- **Required work**
In the data below, which lines hold the word "chars"? Copy them.
-------
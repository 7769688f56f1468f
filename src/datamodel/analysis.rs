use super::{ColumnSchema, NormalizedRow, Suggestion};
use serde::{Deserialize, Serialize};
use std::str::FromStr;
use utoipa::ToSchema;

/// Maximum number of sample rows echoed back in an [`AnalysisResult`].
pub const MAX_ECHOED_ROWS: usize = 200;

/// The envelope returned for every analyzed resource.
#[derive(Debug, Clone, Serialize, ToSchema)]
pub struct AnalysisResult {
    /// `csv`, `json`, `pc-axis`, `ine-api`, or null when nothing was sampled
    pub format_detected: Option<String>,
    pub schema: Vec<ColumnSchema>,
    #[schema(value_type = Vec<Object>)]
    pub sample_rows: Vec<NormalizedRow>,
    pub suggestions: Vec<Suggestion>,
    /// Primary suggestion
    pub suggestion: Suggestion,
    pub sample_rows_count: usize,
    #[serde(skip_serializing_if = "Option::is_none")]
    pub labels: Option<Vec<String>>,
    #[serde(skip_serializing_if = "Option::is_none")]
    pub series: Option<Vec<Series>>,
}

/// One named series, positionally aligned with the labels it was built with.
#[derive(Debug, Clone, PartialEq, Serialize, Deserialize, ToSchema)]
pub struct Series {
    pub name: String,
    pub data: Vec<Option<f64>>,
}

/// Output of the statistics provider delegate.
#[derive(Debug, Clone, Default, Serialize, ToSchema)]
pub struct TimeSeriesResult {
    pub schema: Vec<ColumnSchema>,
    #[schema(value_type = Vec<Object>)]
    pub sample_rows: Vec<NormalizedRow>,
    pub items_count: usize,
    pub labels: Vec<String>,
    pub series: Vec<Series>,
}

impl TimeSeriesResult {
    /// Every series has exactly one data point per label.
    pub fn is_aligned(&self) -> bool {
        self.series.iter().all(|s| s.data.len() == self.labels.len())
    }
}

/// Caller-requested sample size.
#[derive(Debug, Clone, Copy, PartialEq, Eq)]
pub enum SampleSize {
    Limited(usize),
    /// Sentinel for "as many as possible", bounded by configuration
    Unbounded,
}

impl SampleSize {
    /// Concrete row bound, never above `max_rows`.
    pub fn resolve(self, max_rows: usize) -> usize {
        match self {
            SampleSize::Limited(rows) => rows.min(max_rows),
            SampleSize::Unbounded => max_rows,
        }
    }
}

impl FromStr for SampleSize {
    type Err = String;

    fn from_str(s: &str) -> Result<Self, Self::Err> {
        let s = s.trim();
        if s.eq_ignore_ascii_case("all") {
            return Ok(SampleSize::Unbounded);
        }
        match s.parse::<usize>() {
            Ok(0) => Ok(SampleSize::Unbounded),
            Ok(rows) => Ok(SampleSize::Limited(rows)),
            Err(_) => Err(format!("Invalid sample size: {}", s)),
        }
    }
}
-------
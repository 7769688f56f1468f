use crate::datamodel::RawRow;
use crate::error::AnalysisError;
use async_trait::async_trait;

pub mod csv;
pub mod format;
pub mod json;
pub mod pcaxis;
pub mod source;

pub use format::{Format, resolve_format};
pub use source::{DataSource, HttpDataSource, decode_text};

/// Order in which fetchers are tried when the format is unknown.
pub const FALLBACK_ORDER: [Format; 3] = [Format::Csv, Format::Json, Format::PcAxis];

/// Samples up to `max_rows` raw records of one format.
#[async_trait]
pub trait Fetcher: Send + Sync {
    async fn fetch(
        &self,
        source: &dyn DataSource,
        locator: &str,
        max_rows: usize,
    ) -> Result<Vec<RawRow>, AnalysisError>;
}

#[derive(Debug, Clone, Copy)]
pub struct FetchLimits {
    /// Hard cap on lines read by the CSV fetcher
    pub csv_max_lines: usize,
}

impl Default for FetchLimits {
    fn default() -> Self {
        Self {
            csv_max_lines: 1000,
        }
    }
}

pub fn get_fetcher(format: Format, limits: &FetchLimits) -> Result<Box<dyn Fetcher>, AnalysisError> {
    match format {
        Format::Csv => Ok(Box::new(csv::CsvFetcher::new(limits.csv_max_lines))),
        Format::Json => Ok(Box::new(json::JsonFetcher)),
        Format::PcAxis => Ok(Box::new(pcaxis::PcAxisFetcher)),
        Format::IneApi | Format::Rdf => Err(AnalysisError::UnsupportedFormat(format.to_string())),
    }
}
-------
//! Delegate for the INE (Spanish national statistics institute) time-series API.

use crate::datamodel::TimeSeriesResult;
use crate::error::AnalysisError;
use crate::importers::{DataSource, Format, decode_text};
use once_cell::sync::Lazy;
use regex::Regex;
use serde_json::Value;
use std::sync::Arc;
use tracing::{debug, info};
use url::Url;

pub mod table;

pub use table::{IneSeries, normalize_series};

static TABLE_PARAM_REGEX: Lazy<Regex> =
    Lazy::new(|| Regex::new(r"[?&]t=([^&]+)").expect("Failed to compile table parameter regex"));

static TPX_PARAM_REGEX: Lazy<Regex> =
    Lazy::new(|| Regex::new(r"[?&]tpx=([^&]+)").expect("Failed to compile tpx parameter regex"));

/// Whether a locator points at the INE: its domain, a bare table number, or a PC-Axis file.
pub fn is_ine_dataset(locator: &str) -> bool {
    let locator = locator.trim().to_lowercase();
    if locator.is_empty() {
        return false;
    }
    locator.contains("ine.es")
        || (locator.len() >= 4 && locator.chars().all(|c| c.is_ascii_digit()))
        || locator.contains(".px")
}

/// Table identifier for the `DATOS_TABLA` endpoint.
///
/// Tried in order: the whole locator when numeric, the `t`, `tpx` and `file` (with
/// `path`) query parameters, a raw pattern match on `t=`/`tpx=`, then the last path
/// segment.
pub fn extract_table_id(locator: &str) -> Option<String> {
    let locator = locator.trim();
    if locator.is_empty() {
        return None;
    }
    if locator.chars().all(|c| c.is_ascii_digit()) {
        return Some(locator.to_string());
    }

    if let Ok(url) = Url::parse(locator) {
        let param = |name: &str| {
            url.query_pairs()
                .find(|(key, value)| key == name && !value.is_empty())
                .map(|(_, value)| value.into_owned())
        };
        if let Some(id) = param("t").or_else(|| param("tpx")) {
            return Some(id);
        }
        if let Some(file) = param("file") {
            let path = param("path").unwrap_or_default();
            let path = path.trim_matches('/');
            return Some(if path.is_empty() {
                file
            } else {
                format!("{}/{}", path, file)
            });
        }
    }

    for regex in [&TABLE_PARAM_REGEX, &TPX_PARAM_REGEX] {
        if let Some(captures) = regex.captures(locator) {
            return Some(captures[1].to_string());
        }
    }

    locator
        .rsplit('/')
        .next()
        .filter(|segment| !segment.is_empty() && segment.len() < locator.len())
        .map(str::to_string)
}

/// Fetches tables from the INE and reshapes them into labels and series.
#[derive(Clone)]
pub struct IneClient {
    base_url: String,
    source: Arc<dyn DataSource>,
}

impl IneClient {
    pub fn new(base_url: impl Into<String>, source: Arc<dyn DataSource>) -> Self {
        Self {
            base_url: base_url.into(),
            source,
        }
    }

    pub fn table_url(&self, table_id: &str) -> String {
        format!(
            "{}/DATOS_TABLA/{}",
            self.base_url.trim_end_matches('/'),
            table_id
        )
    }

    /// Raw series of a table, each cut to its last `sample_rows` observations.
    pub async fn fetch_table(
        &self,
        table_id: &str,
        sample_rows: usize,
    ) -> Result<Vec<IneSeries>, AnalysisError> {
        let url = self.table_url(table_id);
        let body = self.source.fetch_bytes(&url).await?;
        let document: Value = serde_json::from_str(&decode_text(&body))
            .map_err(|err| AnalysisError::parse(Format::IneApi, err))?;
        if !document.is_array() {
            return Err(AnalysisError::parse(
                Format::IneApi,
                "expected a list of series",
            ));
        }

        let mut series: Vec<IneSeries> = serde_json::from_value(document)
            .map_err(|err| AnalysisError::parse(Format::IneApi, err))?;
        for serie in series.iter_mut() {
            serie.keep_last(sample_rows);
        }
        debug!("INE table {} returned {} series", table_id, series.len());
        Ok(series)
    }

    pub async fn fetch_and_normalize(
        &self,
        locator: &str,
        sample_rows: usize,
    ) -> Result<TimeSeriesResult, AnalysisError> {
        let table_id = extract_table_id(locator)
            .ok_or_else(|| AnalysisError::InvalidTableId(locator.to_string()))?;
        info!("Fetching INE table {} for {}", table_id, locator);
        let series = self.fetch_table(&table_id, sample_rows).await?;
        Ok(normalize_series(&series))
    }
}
-------
- **Task response**
        || (locator.len() >= 4 && locator.chars().all(|c| c.is_ascii_digit()))
    if locator.chars().all(|c| c.is_ascii_digit()) {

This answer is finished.